> Problem:
Using the listing below, return every line that includes "LoginRateLimiter".

Segment Start: Data for this exercise

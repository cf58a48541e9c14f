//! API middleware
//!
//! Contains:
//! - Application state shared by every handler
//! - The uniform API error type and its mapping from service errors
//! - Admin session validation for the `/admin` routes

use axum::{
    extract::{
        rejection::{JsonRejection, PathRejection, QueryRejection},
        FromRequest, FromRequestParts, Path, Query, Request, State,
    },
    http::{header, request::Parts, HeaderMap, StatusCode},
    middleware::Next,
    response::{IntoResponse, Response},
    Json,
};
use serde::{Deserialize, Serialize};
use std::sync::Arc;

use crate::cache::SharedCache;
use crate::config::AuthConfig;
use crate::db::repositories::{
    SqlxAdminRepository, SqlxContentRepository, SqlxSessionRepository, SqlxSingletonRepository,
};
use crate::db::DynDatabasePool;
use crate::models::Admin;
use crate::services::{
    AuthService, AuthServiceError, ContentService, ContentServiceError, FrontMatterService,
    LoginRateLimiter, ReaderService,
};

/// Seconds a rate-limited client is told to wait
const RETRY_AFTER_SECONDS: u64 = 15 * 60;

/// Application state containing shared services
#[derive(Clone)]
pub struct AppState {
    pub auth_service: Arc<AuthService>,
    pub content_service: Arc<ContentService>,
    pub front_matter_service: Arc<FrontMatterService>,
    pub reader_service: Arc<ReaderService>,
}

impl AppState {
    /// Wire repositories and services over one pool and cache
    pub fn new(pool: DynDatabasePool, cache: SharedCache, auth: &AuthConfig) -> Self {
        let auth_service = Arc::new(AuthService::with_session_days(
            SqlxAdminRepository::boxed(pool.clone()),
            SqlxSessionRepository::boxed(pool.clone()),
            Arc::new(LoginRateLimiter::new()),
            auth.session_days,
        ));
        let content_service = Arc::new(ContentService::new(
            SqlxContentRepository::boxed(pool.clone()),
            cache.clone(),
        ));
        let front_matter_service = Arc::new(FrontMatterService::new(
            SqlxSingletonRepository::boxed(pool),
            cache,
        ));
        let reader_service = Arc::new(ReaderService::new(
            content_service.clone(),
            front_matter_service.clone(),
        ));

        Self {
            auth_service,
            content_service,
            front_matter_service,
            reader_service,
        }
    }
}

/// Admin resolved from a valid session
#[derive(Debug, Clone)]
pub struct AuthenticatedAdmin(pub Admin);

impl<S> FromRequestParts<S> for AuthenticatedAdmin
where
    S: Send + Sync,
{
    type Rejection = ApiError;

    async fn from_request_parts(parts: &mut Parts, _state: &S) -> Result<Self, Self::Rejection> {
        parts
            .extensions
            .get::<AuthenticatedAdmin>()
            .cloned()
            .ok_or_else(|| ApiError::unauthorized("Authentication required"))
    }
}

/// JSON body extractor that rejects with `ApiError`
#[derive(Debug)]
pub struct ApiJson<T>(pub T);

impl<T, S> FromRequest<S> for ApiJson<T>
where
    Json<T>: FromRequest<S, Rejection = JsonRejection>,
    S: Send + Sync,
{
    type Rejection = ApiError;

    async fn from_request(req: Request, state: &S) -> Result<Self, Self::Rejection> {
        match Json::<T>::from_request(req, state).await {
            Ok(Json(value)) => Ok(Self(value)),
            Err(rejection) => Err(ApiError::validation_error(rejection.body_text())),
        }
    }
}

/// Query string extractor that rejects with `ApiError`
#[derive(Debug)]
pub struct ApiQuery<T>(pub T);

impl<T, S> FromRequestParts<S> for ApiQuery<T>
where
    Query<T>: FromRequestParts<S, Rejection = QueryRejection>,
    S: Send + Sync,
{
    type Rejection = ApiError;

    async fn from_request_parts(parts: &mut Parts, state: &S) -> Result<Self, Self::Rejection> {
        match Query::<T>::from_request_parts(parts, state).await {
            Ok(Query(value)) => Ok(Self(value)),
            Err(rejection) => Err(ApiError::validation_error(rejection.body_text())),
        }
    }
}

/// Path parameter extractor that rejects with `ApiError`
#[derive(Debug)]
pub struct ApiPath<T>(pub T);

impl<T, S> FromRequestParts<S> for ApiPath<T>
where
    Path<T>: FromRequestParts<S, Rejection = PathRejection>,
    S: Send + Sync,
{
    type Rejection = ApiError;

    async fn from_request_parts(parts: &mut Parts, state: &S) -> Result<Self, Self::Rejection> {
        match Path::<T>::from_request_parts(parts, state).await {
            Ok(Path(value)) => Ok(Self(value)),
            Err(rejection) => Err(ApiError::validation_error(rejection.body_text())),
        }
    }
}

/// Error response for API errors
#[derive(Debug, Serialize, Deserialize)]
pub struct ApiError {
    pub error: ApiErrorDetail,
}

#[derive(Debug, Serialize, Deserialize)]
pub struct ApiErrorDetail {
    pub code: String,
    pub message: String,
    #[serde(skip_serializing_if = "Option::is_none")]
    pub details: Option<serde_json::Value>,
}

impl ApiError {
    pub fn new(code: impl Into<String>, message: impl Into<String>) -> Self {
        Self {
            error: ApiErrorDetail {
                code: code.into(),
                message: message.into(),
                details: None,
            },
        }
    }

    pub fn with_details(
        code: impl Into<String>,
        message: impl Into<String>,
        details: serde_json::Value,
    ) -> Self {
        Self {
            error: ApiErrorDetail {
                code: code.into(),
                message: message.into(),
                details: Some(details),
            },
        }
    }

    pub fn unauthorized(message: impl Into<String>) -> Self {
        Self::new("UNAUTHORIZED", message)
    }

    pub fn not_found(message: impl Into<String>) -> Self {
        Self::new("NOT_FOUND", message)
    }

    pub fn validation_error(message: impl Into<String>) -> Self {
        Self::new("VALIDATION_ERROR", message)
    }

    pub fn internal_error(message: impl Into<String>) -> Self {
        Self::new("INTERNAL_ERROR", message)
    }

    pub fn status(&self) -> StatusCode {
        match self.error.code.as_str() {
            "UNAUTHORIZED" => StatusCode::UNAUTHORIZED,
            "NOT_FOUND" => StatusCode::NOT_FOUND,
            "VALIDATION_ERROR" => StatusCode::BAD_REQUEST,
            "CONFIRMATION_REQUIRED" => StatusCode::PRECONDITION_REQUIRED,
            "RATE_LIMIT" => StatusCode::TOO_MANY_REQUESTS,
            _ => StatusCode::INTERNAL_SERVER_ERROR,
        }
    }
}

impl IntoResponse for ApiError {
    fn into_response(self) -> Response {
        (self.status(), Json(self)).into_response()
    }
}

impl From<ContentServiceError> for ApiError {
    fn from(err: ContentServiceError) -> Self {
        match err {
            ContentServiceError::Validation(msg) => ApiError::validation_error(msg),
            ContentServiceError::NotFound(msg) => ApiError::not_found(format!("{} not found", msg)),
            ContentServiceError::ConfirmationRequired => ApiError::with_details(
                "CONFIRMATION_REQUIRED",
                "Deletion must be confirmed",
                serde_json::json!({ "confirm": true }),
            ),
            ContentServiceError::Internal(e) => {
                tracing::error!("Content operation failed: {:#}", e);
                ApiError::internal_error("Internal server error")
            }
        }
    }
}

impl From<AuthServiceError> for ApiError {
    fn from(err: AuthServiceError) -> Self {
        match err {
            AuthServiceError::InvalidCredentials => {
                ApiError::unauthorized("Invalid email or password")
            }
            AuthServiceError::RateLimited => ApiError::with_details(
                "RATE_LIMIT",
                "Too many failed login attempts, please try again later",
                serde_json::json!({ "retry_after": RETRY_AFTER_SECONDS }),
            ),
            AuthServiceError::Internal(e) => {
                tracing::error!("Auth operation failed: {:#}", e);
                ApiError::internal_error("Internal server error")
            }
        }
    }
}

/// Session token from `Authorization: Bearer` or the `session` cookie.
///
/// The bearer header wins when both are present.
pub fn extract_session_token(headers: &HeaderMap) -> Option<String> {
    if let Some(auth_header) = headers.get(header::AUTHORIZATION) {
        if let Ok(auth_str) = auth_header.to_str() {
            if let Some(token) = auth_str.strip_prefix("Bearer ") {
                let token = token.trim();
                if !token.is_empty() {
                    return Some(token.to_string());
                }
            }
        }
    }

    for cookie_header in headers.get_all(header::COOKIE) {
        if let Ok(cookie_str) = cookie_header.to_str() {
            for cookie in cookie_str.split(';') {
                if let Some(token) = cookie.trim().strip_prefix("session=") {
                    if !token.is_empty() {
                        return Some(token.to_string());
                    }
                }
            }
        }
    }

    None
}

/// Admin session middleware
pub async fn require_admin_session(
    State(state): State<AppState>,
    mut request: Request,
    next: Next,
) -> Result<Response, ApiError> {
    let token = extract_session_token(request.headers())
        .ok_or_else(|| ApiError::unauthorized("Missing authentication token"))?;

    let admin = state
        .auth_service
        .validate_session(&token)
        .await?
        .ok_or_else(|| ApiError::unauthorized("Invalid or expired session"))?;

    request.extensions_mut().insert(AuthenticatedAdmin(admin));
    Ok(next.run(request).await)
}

Segment End: Data for this exercise

> Task response:
    LoginRateLimiter, ReaderService,
            Arc::new(LoginRateLimiter::new()),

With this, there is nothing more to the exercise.